With 34 million current smokers and far more former smokers, we ask if smokers and former smokers are at higher risk for infection with SARS-CoV-2 infection, more severe COVID-19, and more deaths from COVID-19. Affirmative answers to these questions would point to opportunities for intervention with a susceptible population.
Plausibly, smoking might lead to "yes" answers to these questions. The lungs of those who smoke are inflamed and the lining of the lung, the epithelium, is more permeable. These changes could prime the lung for ready entry of the SARS-CoV-2 into its cells and, furthermore, the immune system of the lung is compromised by smoking. In fact, the 2014 50th anniversary report of the Surgeon General concluded that "the evidence is sufficient to infer that cigarette smoking compromises the immune system and that altered immunity is associated with increased risk for pulmonary infections." Does this conclusion apply to SARS-CoV-2?
For SARS-CoV-2, the story has particular complexities. With its spike protein, the virus binds to the angiotensin-converting enzyme-2 (ACE-2) receptor, which is abundant in the lung.
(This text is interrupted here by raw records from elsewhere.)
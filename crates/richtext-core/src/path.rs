//! Index-sequence addressing of nodes.
//!
//! A path descends from the document root through child indices. Paths are
//! not stable across structural edits: anything held across an operation has
//! to be carried through [`transform`].

use std::cmp::Ordering;

use thiserror::Error;

use crate::ops::Op;

pub type Path = Vec<usize>;

#[derive(Debug, Clone, PartialEq, Eq, Error)]
#[error("Invalid path {path:?}: {reason}")]
pub struct PathError {
    pub path: Path,
    pub reason: String,
}

impl PathError {
    pub fn new(path: &[usize], reason: impl Into<String>) -> Self {
        Self {
            path: path.to_vec(),
            reason: reason.into(),
        }
    }
}

/// Lexicographic order over the index sequences. A strict prefix sorts before
/// its descendants.
pub fn compare(a: &[usize], b: &[usize]) -> Ordering {
    a.cmp(b)
}

/// True iff `a` is a strict prefix of `b`.
pub fn is_ancestor(a: &[usize], b: &[usize]) -> bool {
    a.len() < b.len() && b.starts_with(a)
}

pub fn is_ancestor_or_equal(a: &[usize], b: &[usize]) -> bool {
    b.starts_with(a)
}

pub fn parent(path: &[usize]) -> Result<Path, PathError> {
    match path.split_last() {
        Some((_, parent)) => Ok(parent.to_vec()),
        None => Err(PathError::new(path, "The root has no parent")),
    }
}

pub fn next(path: &[usize]) -> Result<Path, PathError> {
    let Some((&last, parent)) = path.split_last() else {
        return Err(PathError::new(path, "The root has no next sibling"));
    };
    let mut out = parent.to_vec();
    out.push(last + 1);
    Ok(out)
}

pub fn previous(path: &[usize]) -> Result<Path, PathError> {
    match path.split_last() {
        Some((&last, parent)) if last > 0 => {
            let mut out = parent.to_vec();
            out.push(last - 1);
            Ok(out)
        }
        Some(_) => Err(PathError::new(path, "First child has no previous sibling")),
        None => Err(PathError::new(path, "The root has no previous sibling")),
    }
}

pub fn child(path: &[usize], index: usize) -> Path {
    let mut out = path.to_vec();
    out.push(index);
    out
}

/// Longest shared prefix of two paths.
pub fn common_ancestor(a: &[usize], b: &[usize]) -> Path {
    a.iter()
        .zip(b.iter())
        .take_while(|(x, y)| x == y)
        .map(|(x, _)| *x)
        .collect()
}

/// True iff `a` is an earlier sibling of `b` or of one of `b`'s ancestors.
pub fn ends_before(a: &[usize], b: &[usize]) -> bool {
    let Some((&av, a_parent)) = a.split_last() else {
        return false;
    };
    let depth = a_parent.len();
    match b.get(depth) {
        Some(&bv) => b[..depth] == *a_parent && av < bv,
        None => false,
    }
}

/// Carry `path` through `op`. Returns `None` when the addressed node no longer
/// exists after the operation. Ops addressing the root leave `path` unchanged.
pub fn transform(path: &[usize], op: &Op) -> Option<Path> {
    let mut p = path.to_vec();
    if op.path().is_empty() {
        return Some(p);
    }
    match op {
        Op::InsertText { .. } | Op::RemoveText { .. } | Op::SetNodeProperties { .. } => {}
        Op::InsertNode { path: at, .. } => {
            if at.as_slice() == path || ends_before(at, path) || is_ancestor(at, path) {
                p[at.len() - 1] += 1;
            }
        }
        Op::RemoveNode { path: at } => {
            if is_ancestor_or_equal(at, path) {
                return None;
            }
            if ends_before(at, path) {
                p[at.len() - 1] -= 1;
            }
        }
        Op::SplitNode {
            path: at, position, ..
        } => {
            if ends_before(at, path) {
                p[at.len() - 1] += 1;
            } else if is_ancestor(at, path) && path[at.len()] >= *position {
                p[at.len() - 1] += 1;
                p[at.len()] -= position;
            }
        }
        Op::MergeNode {
            path: at, position, ..
        } => {
            if at.as_slice() == path || ends_before(at, path) {
                p[at.len() - 1] -= 1;
            } else if is_ancestor(at, path) {
                p[at.len() - 1] -= 1;
                p[at.len()] += position;
            }
        }
        Op::WrapNodes {
            path: at, count, ..
        } => {
            let depth = at.len() - 1;
            let start = at[depth];
            if path.len() > depth && path[..depth] == at[..depth] {
                let ix = path[depth];
                if ix >= start && ix < start + count {
                    p[depth] = start;
                    p.insert(depth + 1, ix - start);
                } else if ix >= start + count {
                    p[depth] = ix + 1 - count;
                }
            }
        }
        Op::UnwrapNodes { path: at, count } => {
            if at.as_slice() == path {
                return None;
            }
            let depth = at.len() - 1;
            if is_ancestor(at, path) {
                let lifted = at[depth] + path[depth + 1];
                p.remove(depth + 1);
                p[depth] = lifted;
            } else if ends_before(at, path) {
                p[depth] = p[depth] + count - 1;
            }
        }
    }
    Some(p)
}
Smoking upregulates the ACE-2 receptor, i.e., increases the number of receptors, which might increase the risk for infection or more severe disease. There are potential countering effects of nicotine mediated by the nicotinic acetylcholine receptor. To simplify and summarize, the underlying biology is complicated.
The relevant epidemiological studies, carried out within the constraints posed by a deadly pandemic, provide a mixed picture. The most informative is the OpenSAFELY Study in the United Kingdom, a follow-up study of 17 million people carried out through record linkage within the National Health Service. After adjusting for underlying diseases, being a current smoker was not associated with increased risk for in-hospital death, while being a former smoker was. Diabetes, heart disease, and lung disease other than asthma were associated with increased risk for dying. Inequities were captured as well; Blacks and South Asians were at 50% greater risk for dying compared with whites.
There are multiple systematic reviews of varying quality on smoking and COVID-19. Fortunately, various groups have taken on the tedious task of maintaining updated systematic reviews. I have found the "Living Rapid Evidence Review" maintained by a group in the United Kingdom to be up-to-date and informative. The evidence available is limited and weak with suggestive evidence of lower test positivity and also poorer outcomes in current versus never smokers.
One pathway for increased risk from smoking is supported: the presence of underlying chronic disease in those who smoke. The prevalence of these diseases is far too high and has been increasing. In Colorado, the prevalence of COPD is about 4%, diabetes 7%, and 5% with cardiovascular disease. Inevitably, there are striking disparities in the occurrence of these drivers of morbidity and mortality from COVID-19.
There will be more research. Studies involving nicotine patches are underway in France involving healthcare workers and patients. But, COVID-19 has not changed the narrative on smoking: don't smoke, and wear your mask.